GIVEN DATA section start

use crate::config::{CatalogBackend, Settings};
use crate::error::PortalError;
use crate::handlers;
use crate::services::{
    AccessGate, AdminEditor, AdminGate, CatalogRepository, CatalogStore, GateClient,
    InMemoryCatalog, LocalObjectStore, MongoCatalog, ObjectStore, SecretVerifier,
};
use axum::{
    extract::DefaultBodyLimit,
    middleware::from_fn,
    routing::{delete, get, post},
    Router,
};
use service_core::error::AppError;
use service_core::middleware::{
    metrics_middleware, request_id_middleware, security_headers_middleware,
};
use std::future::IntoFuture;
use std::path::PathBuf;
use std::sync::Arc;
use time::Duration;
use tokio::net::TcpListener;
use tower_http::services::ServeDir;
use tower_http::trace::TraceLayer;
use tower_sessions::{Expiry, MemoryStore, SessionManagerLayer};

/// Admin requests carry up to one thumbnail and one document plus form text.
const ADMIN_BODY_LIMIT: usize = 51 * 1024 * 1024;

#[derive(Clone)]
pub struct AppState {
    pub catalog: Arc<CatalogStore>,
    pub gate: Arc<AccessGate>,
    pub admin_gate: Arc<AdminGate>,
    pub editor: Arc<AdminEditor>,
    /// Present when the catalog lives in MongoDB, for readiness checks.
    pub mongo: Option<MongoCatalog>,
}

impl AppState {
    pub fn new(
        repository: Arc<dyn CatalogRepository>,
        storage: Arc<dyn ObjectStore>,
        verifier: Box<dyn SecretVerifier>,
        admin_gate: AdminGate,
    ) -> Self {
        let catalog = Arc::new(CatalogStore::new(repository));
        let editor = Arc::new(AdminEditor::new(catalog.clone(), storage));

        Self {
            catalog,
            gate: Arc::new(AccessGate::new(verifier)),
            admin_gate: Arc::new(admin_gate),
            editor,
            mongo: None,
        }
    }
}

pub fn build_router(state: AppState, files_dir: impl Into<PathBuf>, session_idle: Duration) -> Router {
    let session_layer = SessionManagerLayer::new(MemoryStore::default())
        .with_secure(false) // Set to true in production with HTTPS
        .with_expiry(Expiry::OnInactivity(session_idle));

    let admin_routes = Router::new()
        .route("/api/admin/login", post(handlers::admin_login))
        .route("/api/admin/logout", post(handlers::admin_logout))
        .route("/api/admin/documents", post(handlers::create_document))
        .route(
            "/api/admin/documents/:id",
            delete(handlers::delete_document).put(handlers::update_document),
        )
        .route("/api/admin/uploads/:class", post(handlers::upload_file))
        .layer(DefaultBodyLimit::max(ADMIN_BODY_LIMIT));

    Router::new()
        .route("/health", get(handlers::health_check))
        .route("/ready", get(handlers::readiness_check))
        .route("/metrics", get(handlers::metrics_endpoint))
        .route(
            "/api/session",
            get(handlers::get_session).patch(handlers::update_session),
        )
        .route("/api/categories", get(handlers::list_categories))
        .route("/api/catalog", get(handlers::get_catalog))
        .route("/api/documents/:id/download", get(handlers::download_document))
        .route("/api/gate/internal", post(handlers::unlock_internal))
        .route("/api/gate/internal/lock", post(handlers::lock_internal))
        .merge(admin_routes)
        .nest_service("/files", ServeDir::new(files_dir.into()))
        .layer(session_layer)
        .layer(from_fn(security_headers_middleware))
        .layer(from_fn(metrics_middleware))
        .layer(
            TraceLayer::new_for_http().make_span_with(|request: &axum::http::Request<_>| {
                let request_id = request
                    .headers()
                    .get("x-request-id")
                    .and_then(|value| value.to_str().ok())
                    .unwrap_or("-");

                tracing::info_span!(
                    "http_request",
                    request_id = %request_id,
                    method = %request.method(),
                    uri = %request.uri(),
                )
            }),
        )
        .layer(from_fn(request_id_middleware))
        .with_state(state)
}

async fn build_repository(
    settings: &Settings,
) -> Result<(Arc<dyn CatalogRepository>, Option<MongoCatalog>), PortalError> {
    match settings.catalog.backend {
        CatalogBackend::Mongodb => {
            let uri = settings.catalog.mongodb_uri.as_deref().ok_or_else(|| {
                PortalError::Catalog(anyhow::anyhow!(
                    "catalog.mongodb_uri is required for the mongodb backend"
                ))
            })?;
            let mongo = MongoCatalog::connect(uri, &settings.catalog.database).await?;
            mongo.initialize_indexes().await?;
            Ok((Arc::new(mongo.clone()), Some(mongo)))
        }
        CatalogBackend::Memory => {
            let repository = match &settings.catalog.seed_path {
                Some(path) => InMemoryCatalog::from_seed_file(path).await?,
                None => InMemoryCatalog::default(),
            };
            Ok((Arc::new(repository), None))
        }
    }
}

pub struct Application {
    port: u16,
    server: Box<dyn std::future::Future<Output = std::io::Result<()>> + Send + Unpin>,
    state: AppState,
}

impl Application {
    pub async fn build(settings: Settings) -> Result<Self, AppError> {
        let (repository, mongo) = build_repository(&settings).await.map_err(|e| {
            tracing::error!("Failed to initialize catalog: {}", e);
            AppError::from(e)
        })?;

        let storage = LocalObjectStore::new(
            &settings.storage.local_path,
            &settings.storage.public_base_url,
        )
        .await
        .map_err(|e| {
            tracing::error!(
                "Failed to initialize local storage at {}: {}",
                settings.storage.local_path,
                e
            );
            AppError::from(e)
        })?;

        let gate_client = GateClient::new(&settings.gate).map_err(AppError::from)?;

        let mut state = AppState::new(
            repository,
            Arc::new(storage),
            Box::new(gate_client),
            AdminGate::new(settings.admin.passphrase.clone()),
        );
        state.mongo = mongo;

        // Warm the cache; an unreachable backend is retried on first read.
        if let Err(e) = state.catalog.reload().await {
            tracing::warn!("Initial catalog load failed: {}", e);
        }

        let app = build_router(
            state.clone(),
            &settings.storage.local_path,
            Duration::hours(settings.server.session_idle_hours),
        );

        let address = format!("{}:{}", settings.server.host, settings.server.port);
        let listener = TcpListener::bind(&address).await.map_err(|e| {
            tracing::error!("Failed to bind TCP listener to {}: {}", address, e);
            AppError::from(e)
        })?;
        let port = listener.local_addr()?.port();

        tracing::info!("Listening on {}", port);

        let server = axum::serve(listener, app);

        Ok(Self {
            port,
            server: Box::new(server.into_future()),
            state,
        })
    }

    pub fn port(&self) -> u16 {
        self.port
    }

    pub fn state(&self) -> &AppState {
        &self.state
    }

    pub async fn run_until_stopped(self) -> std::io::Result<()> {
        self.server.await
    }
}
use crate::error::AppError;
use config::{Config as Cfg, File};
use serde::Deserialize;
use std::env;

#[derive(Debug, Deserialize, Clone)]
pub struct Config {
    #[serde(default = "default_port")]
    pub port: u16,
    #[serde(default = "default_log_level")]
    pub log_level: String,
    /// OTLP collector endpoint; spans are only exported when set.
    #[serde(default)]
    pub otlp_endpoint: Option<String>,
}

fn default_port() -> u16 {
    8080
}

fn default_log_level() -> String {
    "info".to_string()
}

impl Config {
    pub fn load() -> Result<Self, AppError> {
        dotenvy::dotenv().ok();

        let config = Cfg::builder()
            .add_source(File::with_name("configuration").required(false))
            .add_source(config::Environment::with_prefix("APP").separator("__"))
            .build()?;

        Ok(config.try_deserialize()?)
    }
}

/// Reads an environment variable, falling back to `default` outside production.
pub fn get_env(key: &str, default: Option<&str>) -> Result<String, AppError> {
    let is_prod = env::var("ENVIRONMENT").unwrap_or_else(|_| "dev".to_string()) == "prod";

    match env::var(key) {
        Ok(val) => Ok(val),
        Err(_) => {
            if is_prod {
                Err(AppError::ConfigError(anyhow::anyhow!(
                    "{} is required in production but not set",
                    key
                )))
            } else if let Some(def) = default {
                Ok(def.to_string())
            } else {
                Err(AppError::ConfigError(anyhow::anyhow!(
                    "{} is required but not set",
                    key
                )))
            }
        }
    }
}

GIVEN DATA section end

◆ **WORK INSTRUCTIONS**
Copy out every line from the material above in which the word "AccessGate" appears.

◆ **ANSWER BOX**
    AccessGate, AdminEditor, AdminGate, CatalogRepository, CatalogStore, GateClient,
    pub gate: Arc<AccessGate>,
            gate: Arc::new(AccessGate::new(verifier)),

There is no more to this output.